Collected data
*** Block opens ***
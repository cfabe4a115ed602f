use std::fmt;

use serde::{Deserialize, Serialize};

#[derive(Debug, Clone, Copy, PartialEq, Eq, Serialize, Deserialize)]
#[serde(rename_all = "snake_case")]
pub enum BackendErrorKind {
    InvalidRequest,
    Authentication,
    RateLimited,
    Timeout,
    BackendTransient,
    BackendPermanent,
    ProtocolViolation,
    Internal,
}

#[derive(Debug, Clone, PartialEq, Eq, Serialize, Deserialize)]
pub struct BackendError {
    pub kind: BackendErrorKind,
    pub message: String,
    pub retryable: bool,
    pub provider_http_status: Option<u16>,
}

impl BackendError {
    pub fn new(kind: BackendErrorKind, message: impl Into<String>) -> Self {
        Self {
            kind,
            message: message.into(),
            retryable: matches!(
                kind,
                BackendErrorKind::RateLimited
                    | BackendErrorKind::Timeout
                    | BackendErrorKind::BackendTransient
            ),
            provider_http_status: None,
        }
    }

    pub fn with_retryable(mut self, retryable: bool) -> Self {
        self.retryable = retryable;
        self
    }

    pub fn with_provider_http_status(mut self, status: u16) -> Self {
        self.provider_http_status = Some(status);
        self
    }
}

impl fmt::Display for BackendError {
    fn fmt(&self, f: &mut fmt::Formatter<'_>) -> fmt::Result {
        match self.provider_http_status {
            Some(status) => write!(f, "{} (http_status={})", self.message, status),
            None => write!(f, "{}", self.message),
        }
    }
}

impl std::error::Error for BackendError {}

pub fn invalid_request(message: impl Into<String>) -> BackendError {
    BackendError::new(BackendErrorKind::InvalidRequest, message)
}

pub fn protocol_violation(message: impl Into<String>) -> BackendError {
    BackendError::new(BackendErrorKind::ProtocolViolation, message)
}

pub fn internal_error(message: impl Into<String>) -> BackendError {
    BackendError::new(BackendErrorKind::Internal, message)
}
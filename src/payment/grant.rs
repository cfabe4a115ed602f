use std::sync::Arc;

use time::OffsetDateTime;
use uuid::Uuid;

use crate::{
    ledger::CreditLedger,
    payment::{
        error::{PaymentError, already_terminal, unknown_package},
        store::{TransactionStore, TransitionOutcome},
        types::{PaymentPackage, PaymentStatus, PaymentTransaction},
    },
};

#[derive(Debug, Clone, PartialEq, Eq)]
pub enum ConfirmOutcome {
    /// This confirmation performed the credit.
    Credited(PaymentTransaction),
    /// A previous confirmation already credited; replayed deliveries are
    /// a no-op.
    AlreadyCompleted(PaymentTransaction),
}

/// Records checkout transactions and grants credits on confirmed
/// completion. The status transition carries the guard, so a repeated
/// webhook delivery or poll tick can never credit twice.
pub struct PaymentGrant {
    store: Arc<dyn TransactionStore>,
    ledger: Arc<CreditLedger>,
    packages: Vec<PaymentPackage>,
}

impl PaymentGrant {
    pub fn new(
        store: Arc<dyn TransactionStore>,
        ledger: Arc<CreditLedger>,
        packages: Vec<PaymentPackage>,
    ) -> Self {
        Self {
            store,
            ledger,
            packages,
        }
    }

    pub fn packages(&self) -> &[PaymentPackage] {
        &self.packages
    }

    pub fn package(&self, package_id: &str) -> Option<&PaymentPackage> {
        self.packages.iter().find(|p| p.id == package_id)
    }

    /// Records a pending transaction before the caller redirects to the
    /// hosted checkout, so the later callback can be matched.
    pub async fn create_transaction(
        &self,
        user_id: &str,
        package_id: &str,
    ) -> Result<PaymentTransaction, PaymentError> {
        let package = self
            .package(package_id)
            .ok_or_else(|| unknown_package(format!("unknown payment package '{}'", package_id)))?
            .clone();

        let now = OffsetDateTime::now_utc();
        let transaction = PaymentTransaction {
            id: Uuid::now_v7().to_string(),
            user_id: user_id.to_string(),
            amount_cents: package.amount_cents,
            currency: package.currency.clone(),
            interpretations_granted: package.interpretations_granted,
            status: PaymentStatus::Pending,
            created_at: now,
            updated_at: now,
        };

        self.store.insert(transaction.clone()).await?;

        tracing::info!(
            target: "payment",
            transaction_id = %transaction.id,
            user_id = %user_id,
            package_id = %package.id,
            amount_cents = package.amount_cents,
            interpretations_granted = package.interpretations_granted,
            "payment_transaction_created"
        );

        Ok(transaction)
    }

    /// Confirms completion reported by the payment provider. The
    /// pending-to-completed transition happens first under the store's
    /// guard; only the caller that wins it proceeds to credit.
    pub async fn confirm_completion(
        &self,
        transaction_id: &str,
    ) -> Result<ConfirmOutcome, PaymentError> {
        match self
            .store
            .transition_if_pending(transaction_id, PaymentStatus::Completed)
            .await?
        {
            TransitionOutcome::Applied(transaction) => {
                if let Err(err) = self
                    .ledger
                    .credit(&transaction.user_id, transaction.interpretations_granted)
                    .await
                {
                    // The transaction is already completed; surface the
                    // missing credit loudly so it can be reconciled.
                    tracing::error!(
                        target: "payment",
                        transaction_id = %transaction.id,
                        user_id = %transaction.user_id,
                        interpretations_granted = transaction.interpretations_granted,
                        error = %err,
                        "payment_credit_failed_after_completion"
                    );
                    return Err(err.into());
                }

                tracing::info!(
                    target: "payment",
                    transaction_id = %transaction.id,
                    user_id = %transaction.user_id,
                    interpretations_granted = transaction.interpretations_granted,
                    "payment_completed_and_credited"
                );
                Ok(ConfirmOutcome::Credited(transaction))
            }
            TransitionOutcome::AlreadyInStatus(transaction) => {
                tracing::info!(
                    target: "payment",
                    transaction_id = %transaction.id,
                    "payment_confirmation_replayed"
                );
                Ok(ConfirmOutcome::AlreadyCompleted(transaction))
            }
            TransitionOutcome::NotPending(status) => Err(already_terminal(format!(
                "transaction '{}' is already {:?}",
                transaction_id, status
            ))),
        }
    }

    /// Marks a pending transaction failed. No credit is ever granted on
    /// this path; failed is terminal.
    pub async fn mark_failed(&self, transaction_id: &str) -> Result<(), PaymentError> {
        match self
            .store
            .transition_if_pending(transaction_id, PaymentStatus::Failed)
            .await?
        {
            TransitionOutcome::Applied(transaction) => {
                tracing::info!(
                    target: "payment",
                    transaction_id = %transaction.id,
                    user_id = %transaction.user_id,
                    "payment_marked_failed"
                );
                Ok(())
            }
            TransitionOutcome::AlreadyInStatus(_) => Ok(()),
            TransitionOutcome::NotPending(status) => Err(already_terminal(format!(
                "transaction '{}' is already {:?}",
                transaction_id, status
            ))),
        }
    }

    pub async fn status(&self, transaction_id: &str) -> Result<Option<PaymentStatus>, PaymentError> {
        Ok(self
            .store
            .fetch(transaction_id)
            .await?
            .map(|transaction| transaction.status))
    }
}
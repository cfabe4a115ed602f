use std::{env, path::PathBuf};

use anyhow::{Context, Result, bail};

use oneira::{config::Config, logging::init_tracing, server};

const USAGE: &str = "usage: oneira [--config <path>]";

fn config_path_from_args() -> Result<PathBuf> {
    let mut args = env::args().skip(1);
    let mut config_path = PathBuf::from("./oneira.jsonc");

    while let Some(arg) = args.next() {
        match arg.as_str() {
            "--config" => {
                let value = args
                    .next()
                    .with_context(|| format!("missing value for --config. {USAGE}"))?;
                config_path = PathBuf::from(value);
            }
            other => bail!("unknown argument '{other}'. {USAGE}"),
        }
    }

    Ok(config_path)
}

#[tokio::main]
async fn main() -> Result<()> {
    let config_path = config_path_from_args()?;
    let config = Config::load(&config_path)
        .with_context(|| format!("failed to load config from {}", config_path.display()))?;

    let logging_guard = init_tracing(&config.logging)?;
    tracing::info!(
        target: "main",
        run_id = %logging_guard.run_id(),
        config = %config_path.display(),
        "oneira_starting"
    );

    server::run(config).await
}
pub mod error;
pub mod grant;
pub mod store;
pub mod types;

pub use error::{PaymentError, PaymentErrorKind};
pub use grant::{ConfirmOutcome, PaymentGrant};
pub use store::{MemoryTransactionStore, TransactionStore, TransitionOutcome};
pub use types::{PaymentPackage, PaymentStatus, PaymentTransaction, default_packages};
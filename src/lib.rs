pub mod config;
pub mod gate;
pub mod interpreter;
pub mod ledger;
pub mod logging;
pub mod payment;
pub mod protocol;
pub mod referral;
pub mod server;
pub mod service;
pub mod types;
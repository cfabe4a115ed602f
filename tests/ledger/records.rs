use oneira::{
    ledger::{LedgerErrorKind, UsageRecord},
    types::FREE_QUOTA,
};

use crate::{ledger_with, record};

#[tokio::test]
async fn given_new_user_when_get_or_create_then_record_is_zero_valued() {
    let (ledger, _store) = ledger_with(Vec::new());

    let created = ledger
        .get_or_create("user-fresh")
        .await
        .expect("creation should succeed");

    assert_eq!(created.free_used, 0);
    assert_eq!(created.paid_remaining, 0);
    assert_eq!(created.referral_count, 0);
    assert!(created.referred_at.is_none());
    assert_eq!(created.interpretations_left(), FREE_QUOTA);
}

#[tokio::test]
async fn given_concurrent_first_reads_when_get_or_create_then_single_row_exists() {
    let (ledger, store) = ledger_with(Vec::new());

    let first = {
        let ledger = std::sync::Arc::clone(&ledger);
        tokio::spawn(async move { ledger.get_or_create("user-race").await })
    };
    let second = {
        let ledger = std::sync::Arc::clone(&ledger);
        tokio::spawn(async move { ledger.get_or_create("user-race").await })
    };

    let first = first.await.expect("task join").expect("first get_or_create");
    let second = second
        .await
        .expect("task join")
        .expect("second get_or_create");

    assert_eq!(first.free_used, 0);
    assert_eq!(second.free_used, 0);
    assert_eq!(first.paid_remaining, 0);
    assert_eq!(second.paid_remaining, 0);

    let rows = store.snapshot().await;
    assert_eq!(rows.len(), 1, "exactly one row must exist after the race");
}

#[tokio::test]
async fn given_empty_user_id_when_get_or_create_then_invalid_request() {
    let (ledger, _store) = ledger_with(Vec::new());

    let err = ledger
        .get_or_create("  ")
        .await
        .expect_err("blank user id must be rejected");
    assert_eq!(err.kind, LedgerErrorKind::InvalidRequest);
}

#[test]
fn interpretations_left_is_never_negative() {
    let exhausted = record("user-a", 5, 0);
    assert_eq!(exhausted.interpretations_left(), 0);

    // A record past the quota (legacy data) still reports zero, not a
    // wrapped-around count.
    let mut overrun = UsageRecord::new("user-b");
    overrun.free_used = 9;
    overrun.paid_remaining = 2;
    assert_eq!(overrun.interpretations_left(), 2);
}

#[test]
fn left_matches_quota_formula_for_reachable_states() {
    for free_used in 0..=5 {
        for paid_remaining in 0..=3 {
            let row = record("user-c", free_used, paid_remaining);
            assert_eq!(
                row.interpretations_left(),
                5u32.saturating_sub(free_used) + paid_remaining
            );
            assert_eq!(row.can_interpret(), free_used < 5 || paid_remaining > 0);
        }
    }
}
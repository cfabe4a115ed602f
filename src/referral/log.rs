use async_trait::async_trait;
use tokio::sync::Mutex;

use crate::referral::{error::ReferralError, types::ReferralRecord};

/// Append-only audit log of credited referrals.
#[async_trait]
pub trait ReferralLog: Send + Sync {
    async fn append(&self, record: ReferralRecord) -> Result<(), ReferralError>;

    async fn find_by_referred(
        &self,
        referred_id: &str,
    ) -> Result<Option<ReferralRecord>, ReferralError>;
}

#[derive(Default)]
pub struct MemoryReferralLog {
    records: Mutex<Vec<ReferralRecord>>,
}

impl MemoryReferralLog {
    pub fn new() -> Self {
        Self::default()
    }
}

#[async_trait]
impl ReferralLog for MemoryReferralLog {
    async fn append(&self, record: ReferralRecord) -> Result<(), ReferralError> {
        let mut guard = self.records.lock().await;
        guard.push(record);
        Ok(())
    }

    async fn find_by_referred(
        &self,
        referred_id: &str,
    ) -> Result<Option<ReferralRecord>, ReferralError> {
        let guard = self.records.lock().await;
        Ok(guard
            .iter()
            .find(|record| record.referred_id == referred_id)
            .cloned())
    }
}
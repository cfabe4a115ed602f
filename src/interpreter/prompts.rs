use std::sync::OnceLock;

use regex::Regex;

use crate::types::{Locale, Perspective};

fn arabic_script() -> &'static Regex {
    static ARABIC: OnceLock<Regex> = OnceLock::new();
    ARABIC.get_or_init(|| {
        Regex::new(
            "[\\u{0600}-\\u{06FF}\\u{0750}-\\u{077F}\\u{08A0}-\\u{08FF}\\u{FB50}-\\u{FDFF}\\u{FE70}-\\u{FEFF}]",
        )
        .expect("arabic script pattern is valid")
    })
}

/// Interpretations are produced in the language the dream was written in.
pub fn detect_locale(dream_text: &str) -> Locale {
    if arabic_script().is_match(dream_text) {
        Locale::Arabic
    } else {
        Locale::English
    }
}

pub fn prompt_for(perspective: Perspective, locale: Locale, dream_text: &str) -> String {
    match (perspective, locale) {
        (Perspective::Religious, Locale::English) => format!(
            "As an Islamic scholar, provide a thoughtful interpretation of this dream \
             according to Islamic tradition and teachings. Focus on spiritual guidance \
             and references to Islamic principles: \"{dream_text}\""
        ),
        (Perspective::Religious, Locale::Arabic) => format!(
            "كعالم إسلامي، قدم تفسيراً مدروساً لهذا الحلم وفقاً للتقاليد والتعاليم \
             الإسلامية. ركز على الإرشاد الروحي والمراجع للمبادئ الإسلامية: \"{dream_text}\""
        ),
        (Perspective::Spiritual, Locale::English) => format!(
            "As a spiritual guide, provide an interpretation of this dream from a \
             universal spiritual perspective, focusing on personal growth, symbolism, \
             and inner wisdom: \"{dream_text}\""
        ),
        (Perspective::Spiritual, Locale::Arabic) => format!(
            "كمرشد روحي، قدم تفسيراً لهذا الحلم من منظور روحي شامل، مع التركيز على \
             النمو الشخصي والرمزية والحكمة الداخلية: \"{dream_text}\""
        ),
        (Perspective::Psychological, Locale::English) => format!(
            "As a psychologist, provide an interpretation of this dream from a \
             psychological perspective, focusing on subconscious processes, emotional \
             patterns, and mental states: \"{dream_text}\""
        ),
        (Perspective::Psychological, Locale::Arabic) => format!(
            "كطبيب نفسي، قدم تفسيراً لهذا الحلم من منظور نفسي، مع التركيز على \
             العمليات اللاوعية والأنماط العاطفية والحالات الذهنية: \"{dream_text}\""
        ),
    }
}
*** Block closes ***
=== EXERCISE DIRECTIONS ===
What is needed is an exact copy of the entries from their first line down to the line with "pub struct BackendError", that line included, and nothing beyond it.

=== RESULT OF THE TASK ===
repository cfabe4a115ed602f
use std::fmt;

use serde::{Deserialize, Serialize};

#[derive(Debug, Clone, Copy, PartialEq, Eq, Serialize, Deserialize)]
#[serde(rename_all = "snake_case")]
pub enum BackendErrorKind {
    InvalidRequest,
    Authentication,
    RateLimited,
    Timeout,
    BackendTransient,
    BackendPermanent,
    ProtocolViolation,
    Internal,
}

#[derive(Debug, Clone, PartialEq, Eq, Serialize, Deserialize)]
pub struct BackendError {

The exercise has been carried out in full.